Barely walking and in feverish agony, Javier lay me down in the ceremony hut and felt my stomach. Immediately the problem was obvious. A huge malignant clot of bad energy he called it was lodged in my stomach. You could physically feel it is as a big tennis ball sized lump below my solar plexis, with its own frenetic, crazy pulse. Javier said that it was akin to a cancer, but not medical or going to show up on a hospital scan. Something had been blocking my energy here for a long time and the Ayahuasca had felt it. Probably the result of extreme stress and pain forged over a long period he suggested. He said it was probably also manifesting as pain in my back, shoulders and hip areas. All were areas I had been experiencing intense pain for a long time and most especially in recent months.

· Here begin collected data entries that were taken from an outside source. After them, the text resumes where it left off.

//! Selector-style attribute proxy.
//!
//! A zero-argument, no-block tag invocation emits nothing; it hands back
//! a [`CssProxy`] bound to the session and the tag name. The proxy
//! collects `class`/`id`/arbitrary attributes through chained calls and
//! defers all writing to its terminal call, which re-enters the guarded
//! emission path.

use crate::attrs::AttrList;
use crate::builder::{Builder, ChildFn, TagArgs};
use crate::error::Result;

/// A pending element: tag name plus attributes accumulated so far.
///
/// Nothing is written until one of [`empty`](Self::empty),
/// [`text`](Self::text), or [`build`](Self::build) consumes the proxy.
#[derive(Debug)]
pub struct CssProxy<'a> {
    builder: &'a mut Builder,
    tag: String,
    attrs: AttrList,
}

impl<'a> CssProxy<'a> {
    pub(crate) fn new(builder: &'a mut Builder, tag: &str) -> Self {
        Self {
            builder,
            tag: tag.to_string(),
            attrs: AttrList::new(),
        }
    }

    /// Add a class; repeated calls accumulate space-separated.
    #[must_use]
    pub fn class(mut self, name: &str) -> Self {
        self.attrs.append_word("class", name);
        self
    }

    /// Set the element id.
    #[must_use]
    pub fn id(mut self, value: &str) -> Self {
        self.attrs.set("id", value);
        self
    }

    /// Set an arbitrary attribute.
    #[must_use]
    pub fn attr(mut self, name: &str, value: &str) -> Self {
        self.attrs.set(name, value);
        self
    }

    /// Emit the element with no content (`<div class="c"/>`).
    ///
    /// # Errors
    ///
    /// Validation failures per [`crate::InvalidMarkupError`].
    pub fn empty(self) -> Result<()> {
        let Self {
            builder,
            tag,
            attrs,
        } = self;
        builder.emit_tag(&tag, TagArgs::attrs(attrs), None::<ChildFn>)
    }

    /// Emit the element with escaped text content.
    ///
    /// # Errors
    ///
    /// Validation failures per [`crate::InvalidMarkupError`].
    pub fn text(self, content: &str) -> Result<()> {
        let Self {
            builder,
            tag,
            attrs,
        } = self;
        builder.emit_tag(&tag, TagArgs::text_and_attrs(content, attrs), None::<ChildFn>)
    }

    /// Emit the element with a child block. Subject to the same
    /// self-closing guard as direct dispatch.
    ///
    /// # Errors
    ///
    /// Validation failures per [`crate::InvalidMarkupError`]; errors
    /// from the block propagate unchanged.
    pub fn build<F>(self, block: F) -> Result<()>
    where
        F: FnOnce(&mut Builder) -> Result<()>,
    {
        let Self {
            builder,
            tag,
            attrs,
        } = self;
        builder.emit_tag(&tag, TagArgs::attrs(attrs), Some(block))
    }
}
//! Low-level emission primitives.
//!
//! Append-only, ordering-preserving writes onto the session's output
//! string. One call, one atomic markup unit; no pretty-printing. Text
//! and attribute values are escaped here, nothing else is.

use crate::attrs::AttrList;

/// The leading XML processing instruction.
const XML_INSTRUCTION: &str = "<?xml version=\"1.0\" encoding=\"UTF-8\"?>";

/// Write `<name a="v" ...>`.
pub(crate) fn open_tag(out: &mut String, name: &str, attrs: &AttrList) {
    out.push('<');
    out.push_str(name);
    write_attrs(out, attrs);
    out.push('>');
}

/// Write `</name>`.
pub(crate) fn close_tag(out: &mut String, name: &str) {
    out.push_str("</");
    out.push_str(name);
    out.push('>');
}

/// Write `<name a="v" .../>` for an element with no content.
pub(crate) fn self_closed_tag(out: &mut String, name: &str, attrs: &AttrList) {
    out.push('<');
    out.push_str(name);
    write_attrs(out, attrs);
    out.push_str("/>");
}

/// Write escaped character data.
pub(crate) fn text(out: &mut String, content: &str) {
    out.push_str(&html_escape::encode_text(content));
}

/// Write `<!DOCTYPE html PUBLIC "public-id" "system-id">`.
pub(crate) fn doctype_public(out: &mut String, public_id: &str, system_id: &str) {
    out.push_str("<!DOCTYPE html PUBLIC \"");
    out.push_str(public_id);
    out.push_str("\" \"");
    out.push_str(system_id);
    out.push_str("\">");
}

/// Write the XML processing instruction.
pub(crate) fn xml_instruction(out: &mut String) {
    out.push_str(XML_INSTRUCTION);
}

/// Write `<!-- text -->`.
pub(crate) fn comment(out: &mut String, content: &str) {
    out.push_str("<!-- ");
    out.push_str(content);
    out.push_str(" -->");
}

fn write_attrs(out: &mut String, attrs: &AttrList) {
    for (name, value) in attrs.iter() {
        out.push(' ');
        out.push_str(name);
        out.push_str("=\"");
        out.push_str(&html_escape::encode_double_quoted_attribute(value));
        out.push('"');
    }
}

Make of the explanations what you will, but the Ayahuasca as I had sensed it the night before had found the blockage – the lump, pulse and intense pain were all real. Javier and his apprentices had a patient and set about the healing. Later as I reflected on it, I remembered some of my experiences in India. An Ayurvedic doctor in Rishkesh had felt my pulse and immediately diagnosed stomach and back issues, I had the same experience with an astrology there. At the time, I had acknowledged the back pain, but the stomach issue had puzzled me, here it seemed I had an explanation.
Immediately Javier, with the assistance of his apprentices put a heart shaped stone on the pulsing area and applied a poultice of herbs from a variety of specific plants across my stomach. Then they started treating the fever and high temperature with more herbs and plants to my forehead. Soon I was largely covered in plants and plant concoctions, but I started to cool down, the pulse began to dissipate a little and the nauseas died down to a more comfortable level; though this was all to return again just as intensely later in a few hours.
Javier wanted to focus on curing me at the ceremony that night, so they applied a bandage around my stomach filled with creamed aloe vera and some of other plant remedies and left me to my anguish for the remainder of the afternoon. One of Javiers assistants told me not to worry, Bon Jovi’s girlfriend had the same problem he said. She could barely walk or move and was totally racked with body pain. After several weeks with Javier he said she was able to do full body yoga. Never thought I would end up sharing a shamn with Bon Jovi – it’s a strange, strange world.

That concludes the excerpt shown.